ABOUT THIS EXERCISE — Give the number of lines below that hold the string "precision", and nothing more.
================
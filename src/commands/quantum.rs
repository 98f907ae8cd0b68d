//! CLI entry for circuit runs.
//!
//! Examples:
//!   cargo run -- run bell.toml
//!   cargo run -- run bell.toml --shots 2000 --seed 7 --json

use std::fmt::Write as _;
use std::path::PathBuf;

use anyhow::{bail, Context, Result};
use colored::Colorize;
use serde_json::json;

use crate::config::Config;
use crate::core::quantum::{basis_label, gates, Counts, Script, StateVector};

pub struct RunOptions {
    pub input: PathBuf,
    pub shots: Option<usize>,
    pub seed: Option<u64>,
    pub json: bool,
    pub no_state: bool,
}

/// Load a script, replay it and print the state and shot histogram.
pub fn quantum_run(opts: RunOptions, cfg: &Config) -> Result<()> {
    let script = Script::load(&opts.input)?;
    let qc = script
        .run()
        .with_context(|| format!("failed to run {}", opts.input.display()))?;

    // command line > script > config
    let shots = opts.shots.or(script.shots).unwrap_or(cfg.shots);
    if shots == 0 {
        bail!("shots must be positive");
    }
    let seed = opts.seed.or(script.seed).or(cfg.seed);
    let counts = match seed {
        Some(seed) => qc.measure_seeded(shots, seed),
        None => qc.measure(shots),
    }
    .context("sampling failed")?;

    if opts.json {
        let doc = json_report(qc.state(), &counts, shots, !opts.no_state);
        println!("{}", serde_json::to_string_pretty(&doc)?);
        return Ok(());
    }

    if !opts.no_state {
        print!("{}", render_state(qc.state(), cfg.precision));
    }
    print!("{}", render_counts(&counts, shots, cfg.color));
    Ok(())
}

/// One line per basis state with non-negligible amplitude.
pub fn render_state(state: &StateVector, precision: usize) -> String {
    let cutoff = 0.5 * 10f64.powi(-(precision as i32));
    let mut out = String::from("state:\n");
    for (i, a) in state.as_slice().iter().enumerate() {
        if a.re.abs() < cutoff && a.im.abs() < cutoff {
            continue;
        }
        let label = basis_label(i, state.num_qubits());
        let _ = writeln!(out, "  |{label}> {:+.p$} {:+.p$}i", a.re, a.im, p = precision);
    }
    out
}

/// Histogram with a proportional bar per outcome.
pub fn render_counts(counts: &Counts, shots: usize, color: bool) -> String {
    const WIDTH: usize = 40;
    let mut out = format!("counts ({shots} shots):\n");
    for (label, &n) in counts {
        let len = (n * WIDTH).div_ceil(shots.max(1));
        let bar = "#".repeat(len);
        let bar = if color { bar.cyan().to_string() } else { bar };
        let _ = writeln!(out, "  {label} {n:>6} {bar}");
    }
    out
}

pub fn json_report(state: &StateVector, counts: &Counts, shots: usize, with_state: bool) -> serde_json::Value {
    let mut doc = json!({
        "qubits": state.num_qubits(),
        "shots": shots,
        "counts": counts,
    });
    if with_state {
        let amps: Vec<[f64; 2]> = state.as_slice().iter().map(|a| [a.re, a.im]).collect();
        doc["state"] = json!(amps);
    }
    doc
}

/// Print the gate families and their parameter counts.
pub fn list_gates() -> Result<()> {
    print!("{}", render_gate_table());
    Ok(())
}

pub fn render_gate_table() -> String {
    let mut out = String::new();
    for (name, arity, about) in gates::FAMILIES {
        let _ = writeln!(out, "{name:<5} {arity} param(s)  {about}");
    }
    out.push_str("prefix with c/cc for controls (cx, ccx, cswap); suffix dg for the adjoint (sdg)\n");
    out
}

#[cfg(test)]
mod tests {
    use super::*;
    use crate::core::quantum::Circuit;

    #[test]
    fn state_rendering_skips_zero_amplitudes() {
        let mut qc = Circuit::new(2);
        qc.h(&[0]).unwrap();
        qc.cx(0, 1).unwrap();
        insta::assert_snapshot!(render_state(qc.state(), 4).trim_end(), @r"
        state:
          |00> +0.7071 +0.0000i
          |11> +0.7071 +0.0000i
        ");
    }

    #[test]
    fn counts_rendering_without_color() {
        let mut counts = Counts::new();
        counts.insert("0".to_string(), 3);
        counts.insert("1".to_string(), 1);
        insta::assert_snapshot!(render_counts(&counts, 4, false).trim_end(), @r"
        counts (4 shots):
          0      3 ##############################
          1      1 ##########
        ");
    }

    #[test]
    fn json_report_carries_counts_and_state() {
        let qc = Circuit::new(1);
        let counts = qc.measure(8).unwrap();
        let doc = json_report(qc.state(), &counts, 8, true);
        assert_eq!(doc["counts"]["0"], 8);
        assert_eq!(doc["state"][0][0], 1.0);
        assert!(json_report(qc.state(), &counts, 8, false).get("state").is_none());
    }
}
================
REPLY TO THE TASK — 4